The last evening I spend again Manthang the home of the Italians. Federica has prepared for us a chocolate cake. Kishan carry with me. He is always beside me. Do you follow me. Ride. He smiles. I speak with gestures. He sits with us on the couch that surrounds the living room of Italians. It is visibly embarrassed, but drinking the tea and eats the chocolate cake.

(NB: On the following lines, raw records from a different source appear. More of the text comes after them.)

use crate::errors::GeoTessError;
use crate::grids::grid::{Edge, Grid};
use crate::utilities::vector::{dot, Vector3};

/// Walk steps allowed per level before a search is declared lost.
pub const DEFAULT_ITERATIONS_PER_LEVEL: usize = 100_000;

/// Edge plane tolerance of the inside test.
const INSIDE: f64 = -1e-15;

///
/// Outcome of a walking triangle search.
///
#[derive(Clone, Copy, Debug, PartialEq)]
pub struct Located
{
    pub triangle: usize,
    /// Level relative to the first level of the tessellation.
    pub tess_level: usize,
    /// Barycentric weights of the three corners, summing to one.
    pub coefficients: [f64; 3],
}

///
/// Walks from `triangle` toward `u`, crossing the first edge whose plane has
/// `u` on its outside, and descends to the child triangle once inside until
/// there is no child or `max_tess_level` is reached. Returns `None` when
/// `max_iterations` steps are exhausted.
///
pub(crate) fn walk(edges: &[[Edge; 3]], descendants: &[Option<usize>], u: &Vector3, mut triangle: usize,
    mut tess_level: usize, max_tess_level: usize, max_iterations: usize) -> Option<Located>
{
    let mut c = [0.0; 3];
    for _ in 0..max_iterations
    {
        let e = &edges[triangle];
        c[0] = dot(&e[0].normal, u);
        if c[0] > INSIDE
        {
            c[1] = dot(&e[1].normal, u);
            if c[1] > INSIDE
            {
                c[2] = dot(&e[2].normal, u);
                if c[2] > INSIDE
                {
                    match descendants[triangle]
                    {
                        Some(child) if tess_level < max_tess_level =>
                        {
                            tess_level += 1;
                            triangle = child;
                        },
                        _ =>
                        {
                            let sum = c[0] + c[1] + c[2];
                            return Some(Located { triangle, tess_level, coefficients: [c[0] / sum, c[1] / sum, c[2] / sum] });
                        },
                    }
                }
                else
                {
                    triangle = e[2].t_left;
                }
            }
            else
            {
                triangle = e[1].t_left;
            }
        }
        else
        {
            triangle = e[0].t_left;
        }
    }
    None
}

#[derive(Clone, Debug, Default)]
struct WalkState
{
    triangle: Option<usize>,
    tess_level: usize,
    coefficients: [f64; 3],
}

///
/// Per-tessellation walking triangle cursor. Each tessellation keeps the
/// triangle found by the last search so that nearby queries resume from it
/// instead of from the root.
///
#[derive(Clone, Debug)]
pub struct PointLocator
{
    states: Vec<WalkState>,
    max_tess_levels: Vec<usize>,
    iterations_per_level: usize,
}

impl PointLocator
{
    pub fn new(grid: &Grid) -> Self
    {
        let n = grid.n_tessellations();
        Self
        {
            states: vec![WalkState::default(); n],
            max_tess_levels: vec![usize::MAX; n],
            iterations_per_level: DEFAULT_ITERATIONS_PER_LEVEL,
        }
    }

    #[inline]
    pub fn n_tessellations(&self) -> usize
    {
        self.states.len()
    }

    pub fn max_tess_level(&self, tessellation: usize) -> usize
    {
        self.max_tess_levels[tessellation]
    }

    ///
    /// Caps the level on which searches in `tessellation` stop. The cached
    /// triangle of that tessellation is discarded.
    ///
    pub fn set_max_tess_level(&mut self, tessellation: usize, level: usize)
    {
        self.max_tess_levels[tessellation] = level;
        self.invalidate(tessellation);
    }

    pub fn set_iterations_per_level(&mut self, iterations: usize)
    {
        self.iterations_per_level = iterations.max(1);
    }

    pub fn iterations_per_level(&self) -> usize
    {
        self.iterations_per_level
    }

    /// Forgets the cached triangle of `tessellation`.
    #[inline]
    pub fn invalidate(&mut self, tessellation: usize)
    {
        self.states[tessellation].triangle = None;
    }

    pub fn invalidate_all(&mut self)
    {
        for state in self.states.iter_mut()
        {
            state.triangle = None;
        }
    }

    /// Cached triangle of `tessellation`, `None` until a search has run.
    #[inline]
    pub fn triangle(&self, tessellation: usize) -> Option<usize>
    {
        self.states[tessellation].triangle
    }

    #[inline]
    pub fn tess_level(&self, tessellation: usize) -> usize
    {
        self.states[tessellation].tess_level
    }

    #[inline]
    pub fn coefficients(&self, tessellation: usize) -> &[f64; 3]
    {
        &self.states[tessellation].coefficients
    }

    ///
    /// Locates `u` in `tessellation`. The walk resumes from the cached
    /// triangle unless `restart` is set or nothing is cached, in which case
    /// it starts at the first triangle of level zero.
    ///
    pub fn locate(&mut self, grid: &Grid, tessellation: usize, u: &Vector3, restart: bool) -> Result<Located, GeoTessError>
    {
        let state = &mut self.states[tessellation];
        let (start, start_level) = match state.triangle
        {
            Some(t) if !restart => (t, state.tess_level),
            _ =>
            {
                tracing::debug!(tessellation, "walk restarted from the root triangle");
                (grid.first_triangle(tessellation, 0), 0)
            },
        };
        let max_tess_level = self.max_tess_levels[tessellation];
        let max_iterations = self.iterations_per_level.saturating_mul(grid.n_levels_in(tessellation));
        match walk(grid.edges(), grid.descendants(), u, start, start_level, max_tess_level, max_iterations)
        {
            Some(located) =>
            {
                tracing::trace!(tessellation, triangle = located.triangle, level = located.tess_level, "point located");
                state.triangle = Some(located.triangle);
                state.tess_level = located.tess_level;
                state.coefficients = located.coefficients;
                Ok(located)
            },
            None =>
            {
                tracing::warn!(tessellation, max_iterations, "walking triangle search did not converge");
                state.triangle = None;
                Err(GeoTessError::SpatialSearchFailure { tessellation, iterations: max_iterations })
            },
        }
    }
}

We stay up late at night to chat. Stories. Many stories, funny or tragic. Of "cholesterol day," that the three celebrated every year in prosciutto and mortadella, before leaving Italy for these quarters. The solemn flag-raising ceremony on the day when they do arrive in Lho Manthang, surrounded by the people of the country. The girl who was raped by the village idiot. Down to the River. And that was compensated with a goat from the family of the boy. The king and queen that they stay locked in their building waiting for Godot. Chinese merchants reduction to twice a year in trade in cities and that day is a feast for all. Great celebration. How it was nice, beautiful and difficult to train young people for the restoration of the country. And how are proud to use brushes and make colors.
Many stories. And the usual promises to meet again. Here or there.
Kishan pulls me by the sleeve and signals that it is late. Tomorrow, we leave at dawn.